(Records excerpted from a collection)

╔══

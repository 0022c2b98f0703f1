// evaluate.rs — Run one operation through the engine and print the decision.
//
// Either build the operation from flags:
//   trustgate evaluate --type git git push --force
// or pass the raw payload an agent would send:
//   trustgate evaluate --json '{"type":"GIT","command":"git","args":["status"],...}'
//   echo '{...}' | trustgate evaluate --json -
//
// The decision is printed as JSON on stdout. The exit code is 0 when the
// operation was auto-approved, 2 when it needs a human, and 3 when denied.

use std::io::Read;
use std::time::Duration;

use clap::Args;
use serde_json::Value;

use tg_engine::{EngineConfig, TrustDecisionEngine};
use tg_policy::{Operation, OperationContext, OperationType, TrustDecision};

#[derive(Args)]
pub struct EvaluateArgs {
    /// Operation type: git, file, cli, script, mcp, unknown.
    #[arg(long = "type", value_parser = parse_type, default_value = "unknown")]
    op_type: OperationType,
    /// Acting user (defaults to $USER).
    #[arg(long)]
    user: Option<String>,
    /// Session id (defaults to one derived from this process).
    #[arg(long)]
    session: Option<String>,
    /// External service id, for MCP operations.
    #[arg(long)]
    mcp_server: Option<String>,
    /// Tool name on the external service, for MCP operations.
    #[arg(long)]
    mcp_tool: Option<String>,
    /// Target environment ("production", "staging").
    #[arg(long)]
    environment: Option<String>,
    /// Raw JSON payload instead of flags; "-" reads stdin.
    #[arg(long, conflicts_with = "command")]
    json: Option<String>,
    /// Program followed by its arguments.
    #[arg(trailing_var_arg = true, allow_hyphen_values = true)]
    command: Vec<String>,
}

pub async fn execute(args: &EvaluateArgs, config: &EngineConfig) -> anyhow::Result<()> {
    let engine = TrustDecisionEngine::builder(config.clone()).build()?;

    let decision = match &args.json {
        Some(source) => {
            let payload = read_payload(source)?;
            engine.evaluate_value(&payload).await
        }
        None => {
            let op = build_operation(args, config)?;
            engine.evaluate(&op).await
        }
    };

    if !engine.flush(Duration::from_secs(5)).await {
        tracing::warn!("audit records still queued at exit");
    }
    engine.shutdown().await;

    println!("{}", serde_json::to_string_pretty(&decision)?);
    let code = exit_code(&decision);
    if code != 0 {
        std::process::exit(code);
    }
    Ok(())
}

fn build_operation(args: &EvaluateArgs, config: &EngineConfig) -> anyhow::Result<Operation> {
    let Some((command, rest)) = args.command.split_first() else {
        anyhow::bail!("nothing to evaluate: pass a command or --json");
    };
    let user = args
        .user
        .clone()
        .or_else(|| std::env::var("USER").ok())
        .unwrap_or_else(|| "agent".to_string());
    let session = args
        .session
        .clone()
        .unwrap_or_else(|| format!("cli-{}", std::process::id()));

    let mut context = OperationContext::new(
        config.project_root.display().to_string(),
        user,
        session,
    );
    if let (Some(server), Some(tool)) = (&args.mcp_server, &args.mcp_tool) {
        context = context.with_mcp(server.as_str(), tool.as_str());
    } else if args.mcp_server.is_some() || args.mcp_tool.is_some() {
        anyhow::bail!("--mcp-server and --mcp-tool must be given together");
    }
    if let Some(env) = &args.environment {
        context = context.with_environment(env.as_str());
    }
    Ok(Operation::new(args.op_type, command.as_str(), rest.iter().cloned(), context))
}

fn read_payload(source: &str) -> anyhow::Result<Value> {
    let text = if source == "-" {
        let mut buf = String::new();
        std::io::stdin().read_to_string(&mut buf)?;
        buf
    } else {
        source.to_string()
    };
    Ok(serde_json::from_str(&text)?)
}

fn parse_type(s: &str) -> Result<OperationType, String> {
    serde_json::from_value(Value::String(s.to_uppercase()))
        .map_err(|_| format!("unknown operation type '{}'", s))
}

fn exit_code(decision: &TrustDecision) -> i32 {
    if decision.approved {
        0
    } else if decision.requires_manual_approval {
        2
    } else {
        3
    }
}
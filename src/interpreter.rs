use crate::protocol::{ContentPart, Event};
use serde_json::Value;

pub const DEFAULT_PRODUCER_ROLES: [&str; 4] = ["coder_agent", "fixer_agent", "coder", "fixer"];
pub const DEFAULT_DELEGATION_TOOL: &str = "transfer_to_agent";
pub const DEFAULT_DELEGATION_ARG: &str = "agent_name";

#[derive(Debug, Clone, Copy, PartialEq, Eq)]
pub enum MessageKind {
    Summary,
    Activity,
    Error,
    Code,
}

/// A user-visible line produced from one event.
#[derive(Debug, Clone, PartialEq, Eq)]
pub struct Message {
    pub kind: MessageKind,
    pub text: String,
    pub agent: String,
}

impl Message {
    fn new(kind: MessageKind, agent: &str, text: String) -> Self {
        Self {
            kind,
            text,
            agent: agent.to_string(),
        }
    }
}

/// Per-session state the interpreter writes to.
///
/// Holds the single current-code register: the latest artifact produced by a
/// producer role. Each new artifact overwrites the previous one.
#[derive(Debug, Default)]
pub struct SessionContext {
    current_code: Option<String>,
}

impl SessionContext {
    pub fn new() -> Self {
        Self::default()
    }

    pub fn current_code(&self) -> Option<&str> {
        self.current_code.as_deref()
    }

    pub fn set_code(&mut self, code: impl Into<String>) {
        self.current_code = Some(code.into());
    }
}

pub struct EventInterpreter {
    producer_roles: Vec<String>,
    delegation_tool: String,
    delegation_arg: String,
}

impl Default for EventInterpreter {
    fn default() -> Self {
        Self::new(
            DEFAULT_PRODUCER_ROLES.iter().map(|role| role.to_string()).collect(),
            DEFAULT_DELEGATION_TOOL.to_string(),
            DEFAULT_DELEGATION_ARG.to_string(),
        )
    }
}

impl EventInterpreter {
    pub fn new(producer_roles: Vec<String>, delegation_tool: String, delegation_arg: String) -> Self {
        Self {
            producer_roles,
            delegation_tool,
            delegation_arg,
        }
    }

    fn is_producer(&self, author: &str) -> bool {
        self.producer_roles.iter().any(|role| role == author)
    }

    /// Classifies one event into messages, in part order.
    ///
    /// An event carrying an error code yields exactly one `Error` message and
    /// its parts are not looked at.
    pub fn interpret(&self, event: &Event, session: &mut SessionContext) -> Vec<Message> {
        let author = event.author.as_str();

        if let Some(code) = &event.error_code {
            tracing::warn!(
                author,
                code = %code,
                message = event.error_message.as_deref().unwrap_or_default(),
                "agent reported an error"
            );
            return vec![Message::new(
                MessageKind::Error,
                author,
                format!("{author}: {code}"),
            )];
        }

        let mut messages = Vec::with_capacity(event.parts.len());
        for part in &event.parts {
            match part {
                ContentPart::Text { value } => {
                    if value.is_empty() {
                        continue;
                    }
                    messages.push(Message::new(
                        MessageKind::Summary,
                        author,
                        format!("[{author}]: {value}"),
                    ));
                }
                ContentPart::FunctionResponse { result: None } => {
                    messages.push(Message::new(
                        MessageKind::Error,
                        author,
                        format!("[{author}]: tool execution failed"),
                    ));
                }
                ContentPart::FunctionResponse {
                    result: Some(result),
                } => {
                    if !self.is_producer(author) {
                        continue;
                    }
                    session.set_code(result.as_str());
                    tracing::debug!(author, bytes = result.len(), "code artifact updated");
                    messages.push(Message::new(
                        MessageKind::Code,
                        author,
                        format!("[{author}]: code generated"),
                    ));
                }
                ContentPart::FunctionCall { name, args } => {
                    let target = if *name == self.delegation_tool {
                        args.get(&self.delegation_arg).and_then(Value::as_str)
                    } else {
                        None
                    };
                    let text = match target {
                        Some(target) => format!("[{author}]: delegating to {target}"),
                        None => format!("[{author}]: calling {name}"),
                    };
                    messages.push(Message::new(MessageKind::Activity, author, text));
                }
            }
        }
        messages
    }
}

╚══

Of the lines above, retype only those from the line containing "git push --force" through the line containing "is 0 when the", including both, exactly.

*Completed exercise*.
//   trustgate evaluate --type git git push --force
// or pass the raw payload an agent would send:
//   trustgate evaluate --json '{"type":"GIT","command":"git","args":["status"],...}'
//   echo '{...}' | trustgate evaluate --json -
//
// The decision is printed as JSON on stdout. The exit code is 0 when the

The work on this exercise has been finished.